───── Material to process

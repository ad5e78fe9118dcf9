//! Segmentation utilities and tensor-domain stages

use std::sync::Arc;

use tracing::trace;

use ml_bridge_core::{
    DType, Error, FieldMap, FieldValue, Result, Sample, StageContract, Tensor, TransformStage,
};

use crate::parameter::Parameter;

fn unravel(mut flat: usize, shape: &[usize], index: &mut [usize]) {
    for (slot, &dim) in index.iter_mut().zip(shape).rev() {
        *slot = flat % dim;
        flat /= dim;
    }
}

/// Instance id held by a segmentation value; background, negative,
/// fractional and non-finite values hold none
#[allow(clippy::cast_possible_truncation, clippy::cast_sign_loss)]
fn instance_id(value: f64) -> Option<usize> {
    (value.is_finite() && value >= 1.0 && value.fract() == 0.0).then(|| value as usize)
}

fn take_tensor(fields: &mut FieldMap, field: &str) -> Result<Tensor> {
    match fields.remove(field) {
        Some(FieldValue::Tensor(tensor)) => Ok(tensor),
        Some(other) => Err(Error::UnsupportedFieldType {
            field: field.to_string(),
            kind: format!("{} where a tensor was expected", other.describe()),
        }),
        None => Err(Error::InvalidArgument(format!("sample has no field '{field}'"))),
    }
}

/// Paint bounding boxes into a new segmentation of `shape`
///
/// Box `i` is written with the value `i + 1`. See [`box_to_seg_into`].
pub fn box_to_seg(boxes: &[Vec<usize>], shape: &[usize], dtype: DType) -> Result<Tensor> {
    let mut out = Tensor::zeros(shape.to_vec(), dtype);
    box_to_seg_into(boxes, &mut out)?;
    Ok(out)
}

/// Paint bounding boxes into an existing segmentation
///
/// A 4-entry box `(min0, min1, max0, max1)` covers the half-open ranges
/// `[min0, max0)` and `[min1, max1)` of the last two dimensions. A 6-entry
/// box `(min0, min1, max0, max1, min2, max2)` covers the inclusive ranges of
/// the last three. Leading dimensions are painted in full and later boxes
/// overwrite earlier ones.
pub fn box_to_seg_into(boxes: &[Vec<usize>], out: &mut Tensor) -> Result<()> {
    let shape = out.shape().to_vec();
    let ndim = shape.len();
    let mut index = vec![0; ndim];

    for (i, b) in boxes.iter().enumerate() {
        let ranges: Vec<(usize, usize)> = match b.len() {
            4 => vec![(b[0], b[2]), (b[1], b[3])],
            6 => vec![
                (b[0], b[2].saturating_add(1)),
                (b[1], b[3].saturating_add(1)),
                (b[4], b[5].saturating_add(1)),
            ],
            n => {
                return Err(Error::InvalidArgument(format!(
                    "boxes must have 4 (2-D) or 6 (3-D) entries, found {n}"
                )))
            }
        };
        if ranges.len() > ndim {
            return Err(Error::InvalidArgument(format!(
                "{}-D box does not fit a {ndim}-D segmentation",
                ranges.len()
            )));
        }

        let spatial = ndim - ranges.len();
        let id = (i + 1) as f64;
        for flat in 0..out.len() {
            unravel(flat, &shape, &mut index);
            let inside = index[spatial..]
                .iter()
                .zip(&ranges)
                .all(|(&x, &(lo, hi))| lo <= x && x < hi);
            if inside {
                out.set_f64(&index, id)?;
            }
        }
    }
    Ok(())
}

/// Bounding boxes of every instance in a segmentation
///
/// Instance ids run from 1 to the maximum value in `seg`; every id in that
/// range must be present, and every value must be a whole number no larger
/// than the element count. Boxes cover the last `dim` dimensions and are
/// encoded as `f32` tensors `[min0, min1, max0, max1]`, followed by
/// `min, max` pairs for each further dimension when `dim > 2`.
pub fn seg_to_box(seg: &Tensor, dim: usize) -> Result<Vec<Tensor>> {
    let ndim = seg.ndim();
    if dim < 2 || dim > ndim {
        return Err(Error::InvalidArgument(format!(
            "cannot extract {dim}-D boxes from a {ndim}-D segmentation"
        )));
    }

    let values = seg.to_f64_vec();
    let mut ids = Vec::with_capacity(values.len());
    for value in values {
        if !value.is_finite() || value.fract() != 0.0 {
            return Err(Error::InvalidArgument(format!(
                "segmentation value {value} is not an instance id"
            )));
        }
        let id = instance_id(value).unwrap_or(0);
        if id > seg.len() {
            return Err(Error::InvalidArgument(format!(
                "instance id {id} exceeds the {} elements of the segmentation",
                seg.len()
            )));
        }
        ids.push(id);
    }
    let max_id = ids.iter().copied().max().unwrap_or(0);

    let mut extents: Vec<Option<(Vec<usize>, Vec<usize>)>> = vec![None; max_id];
    let mut index = vec![0; ndim];
    for (flat, id) in ids.into_iter().enumerate() {
        if id == 0 {
            continue;
        }
        unravel(flat, seg.shape(), &mut index);
        let slot = &mut extents[id - 1];
        match slot {
            Some((mins, maxs)) => {
                for ((lo, hi), &x) in mins.iter_mut().zip(maxs.iter_mut()).zip(&index) {
                    *lo = (*lo).min(x);
                    *hi = (*hi).max(x);
                }
            }
            None => *slot = Some((index.clone(), index.clone())),
        }
    }

    let first = ndim - dim;
    extents
        .into_iter()
        .enumerate()
        .map(|(i, extent)| {
            let (mins, maxs) = extent.ok_or_else(|| {
                Error::InvalidArgument(format!("instance {} is missing from segmentation", i + 1))
            })?;
            let mut coords = vec![mins[first], mins[first + 1], maxs[first], maxs[first + 1]];
            for axis in first + 2..ndim {
                coords.push(mins[axis]);
                coords.push(maxs[axis]);
            }
            let coords: Vec<f32> = coords.into_iter().map(|c| c as f32).collect();
            let len = coords.len();
            Tensor::from_vec(coords, vec![len])
        })
        .collect()
}

/// Map instance ids to class labels
///
/// Id `i` (starting at 1) becomes `classes[i - 1]`. Background, ids
/// without a class and values that are not whole ids stay 0.
pub fn instance_to_semantic(instance: &Tensor, classes: &[i64]) -> Result<Tensor> {
    let mut out = Tensor::zeros(instance.shape().to_vec(), instance.dtype());
    let mut index = vec![0; instance.ndim()];
    for (flat, value) in instance.to_f64_vec().into_iter().enumerate() {
        let Some(id) = instance_id(value) else {
            continue;
        };
        if let Some(&class) = classes.get(id - 1) {
            unravel(flat, instance.shape(), &mut index);
            out.set_f64(&index, class as f64)?;
        }
    }
    Ok(out)
}

/// Stage writing the semantic segmentation of one instance field to another
#[derive(Debug, Clone)]
pub struct InstanceToSemantic {
    instance_field: String,
    semantic_field: String,
    classes: Vec<i64>,
}

impl InstanceToSemantic {
    /// Convert `instance_field` into `semantic_field` using `classes`
    pub fn new(
        instance_field: impl Into<String>,
        semantic_field: impl Into<String>,
        classes: Vec<i64>,
    ) -> Self {
        Self {
            instance_field: instance_field.into(),
            semantic_field: semantic_field.into(),
            classes,
        }
    }
}

impl TransformStage for InstanceToSemantic {
    fn name(&self) -> &str {
        "instance_to_semantic"
    }

    fn contract(&self) -> StageContract {
        StageContract::tensor_domain()
    }

    fn apply(&self, sample: Sample) -> Result<Sample> {
        let mut fields = sample.into_mapping()?;
        let instance = take_tensor(&mut fields, &self.instance_field)?;
        let semantic = instance_to_semantic(&instance, &self.classes)?;
        fields.insert(self.instance_field.clone(), instance.into());
        fields.insert(self.semantic_field.clone(), semantic.into());
        Ok(Sample::Mapping(fields))
    }
}

/// Multiply a tensor field by a random factor drawn on every call
#[derive(Debug, Clone)]
pub struct RandomScaleIntensity {
    field: String,
    factor: Arc<dyn Parameter>,
}

impl RandomScaleIntensity {
    /// Scale `field` by values drawn from `factor`
    pub fn new(field: impl Into<String>, factor: Arc<dyn Parameter>) -> Self {
        Self {
            field: field.into(),
            factor,
        }
    }
}

impl TransformStage for RandomScaleIntensity {
    fn name(&self) -> &str {
        "random_scale_intensity"
    }

    fn contract(&self) -> StageContract {
        StageContract::tensor_domain()
    }

    fn apply(&self, sample: Sample) -> Result<Sample> {
        let mut fields = sample.into_mapping()?;
        let tensor = take_tensor(&mut fields, &self.field)?;
        let factor = self.factor.forward(&[], DType::Float64)?.get_f64(&[])?;
        trace!(field = %self.field, factor, "scaling intensity");
        fields.insert(self.field.clone(), tensor.map_f64(|x| x * factor).into());
        Ok(Sample::Mapping(fields))
    }
}

#[cfg(test)]
mod tests {
    use super::*;
    use crate::parameter::ConstantParameter;
    use test_case::test_case;

    #[test]
    fn paints_2d_boxes_half_open() {
        let seg = box_to_seg(&[vec![0, 0, 2, 1], vec![1, 1, 3, 3]], &[1, 3, 3], DType::Int64).unwrap();

        assert_eq!(
            seg.as_slice::<i64>().unwrap(),
            &[
                1, 0, 0, //
                1, 2, 2, //
                0, 2, 2,
            ]
        );
    }

    #[test]
    fn paints_3d_boxes_inclusive() {
        let seg = box_to_seg(&[vec![0, 0, 1, 0, 1, 1]], &[2, 2, 2], DType::UInt8).unwrap();
        let values = seg.to_f64_vec();

        // x in 0..=1, y == 0, z == 1
        assert_eq!(values, vec![0.0, 1.0, 0.0, 0.0, 0.0, 1.0, 0.0, 0.0]);
    }

    #[test_case(vec![0, 1, 2] ; "three entries")]
    #[test_case(vec![0, 1, 2, 3, 4] ; "five entries")]
    fn odd_box_lengths_are_rejected(b: Vec<usize>) {
        assert!(box_to_seg(&[b], &[4, 4], DType::Int32).is_err());
    }

    #[test]
    fn open_ended_3d_box_fills_the_volume() {
        let open = vec![0, 0, usize::MAX, usize::MAX, 0, usize::MAX];
        let seg = box_to_seg(&[open], &[2, 2, 2], DType::UInt8).unwrap();

        assert_eq!(seg.as_slice::<u8>().unwrap(), &[1; 8]);
    }

    #[test]
    fn boxes_round_trip_through_segmentation() {
        let seg = box_to_seg(&[vec![0, 1, 1, 2], vec![2, 0, 3, 1]], &[4, 4], DType::Int32).unwrap();
        let boxes = seg_to_box(&seg, 2).unwrap();

        assert_eq!(boxes.len(), 2);
        assert_eq!(boxes[0].as_slice::<f32>().unwrap(), &[0.0, 1.0, 0.0, 1.0]);
        assert_eq!(boxes[1].as_slice::<f32>().unwrap(), &[2.0, 0.0, 2.0, 0.0]);
    }

    #[test]
    fn seg_to_box_3d_appends_depth_pair() {
        let mut seg = Tensor::zeros(vec![3, 3, 3], DType::Int32);
        seg.set_f64(&[0, 1, 1], 1.0).unwrap();
        seg.set_f64(&[2, 2, 2], 1.0).unwrap();

        let boxes = seg_to_box(&seg, 3).unwrap();
        assert_eq!(boxes[0].as_slice::<f32>().unwrap(), &[0.0, 1.0, 2.0, 2.0, 1.0, 2.0]);
    }

    #[test]
    fn missing_instances_are_reported() {
        let seg = Tensor::from_vec(vec![0i32, 2, 2, 0], vec![2, 2]).unwrap();
        assert!(seg_to_box(&seg, 2).is_err());
    }

    #[test_case(f32::NAN ; "nan")]
    #[test_case(f32::INFINITY ; "infinity")]
    #[test_case(f32::NEG_INFINITY ; "negative infinity")]
    #[test_case(1.5 ; "fractional")]
    #[test_case(5.0 ; "larger than the segmentation")]
    fn seg_to_box_rejects_values_that_are_not_ids(value: f32) {
        let seg = Tensor::from_vec(vec![1.0f32, value], vec![1, 2]).unwrap();
        let err = seg_to_box(&seg, 2).unwrap_err();

        assert!(matches!(err, Error::InvalidArgument(_)));
    }

    #[test_case(f32::NAN ; "nan")]
    #[test_case(f32::INFINITY ; "infinity")]
    #[test_case(1.5 ; "fractional")]
    #[test_case(-2.0 ; "negative")]
    fn values_that_are_not_ids_stay_background(value: f32) {
        let instance = Tensor::from_vec(vec![1.0f32, value], vec![2]).unwrap();
        let semantic = instance_to_semantic(&instance, &[5, 7]).unwrap();

        assert_eq!(semantic.as_slice::<f32>().unwrap(), &[5.0, 0.0]);
    }

    #[test]
    fn maps_instances_to_classes() {
        let instance = Tensor::from_vec(vec![0i64, 1, 2, 3], vec![2, 2]).unwrap();
        let semantic = instance_to_semantic(&instance, &[5, 7]).unwrap();

        assert_eq!(semantic.as_slice::<i64>().unwrap(), &[0, 5, 7, 0]);
    }

    #[test]
    fn instance_stage_keeps_source_field() {
        let instance = Tensor::from_vec(vec![1i32, 0], vec![2]).unwrap();
        let sample = Sample::from_pairs([("inst", FieldValue::from(instance.clone()))]).unwrap();

        let out = InstanceToSemantic::new("inst", "seg", vec![3]).apply(sample).unwrap();

        assert_eq!(out.get("inst").and_then(FieldValue::as_tensor), Some(&instance));
        assert_eq!(
            out.get("seg").and_then(FieldValue::as_tensor).unwrap().as_slice::<i32>().unwrap(),
            &[3, 0]
        );
    }

    #[test]
    fn scales_intensity_by_drawn_factor() {
        let data = Tensor::from_vec(vec![1.0f32, 2.0], vec![2]).unwrap();
        let sample = Sample::from_pairs([("data", FieldValue::from(data))]).unwrap();
        let stage = RandomScaleIntensity::new("data", Arc::new(ConstantParameter(1.5)));

        let out = stage.apply(sample).unwrap();
        assert_eq!(
            out.get("data").and_then(FieldValue::as_tensor).unwrap().as_slice::<f32>().unwrap(),
            &[1.5, 3.0]
        );
    }
}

──────────

What you have to do
Identify each line in the records above that contains the word "ranges", and copy it out in full.

Finished exercise
/// A 4-entry box `(min0, min1, max0, max1)` covers the half-open ranges
/// box `(min0, min1, max0, max1, min2, max2)` covers the inclusive ranges of
        let ranges: Vec<(usize, usize)> = match b.len() {
        if ranges.len() > ndim {
                ranges.len()
        let spatial = ndim - ranges.len();
                .zip(&ranges)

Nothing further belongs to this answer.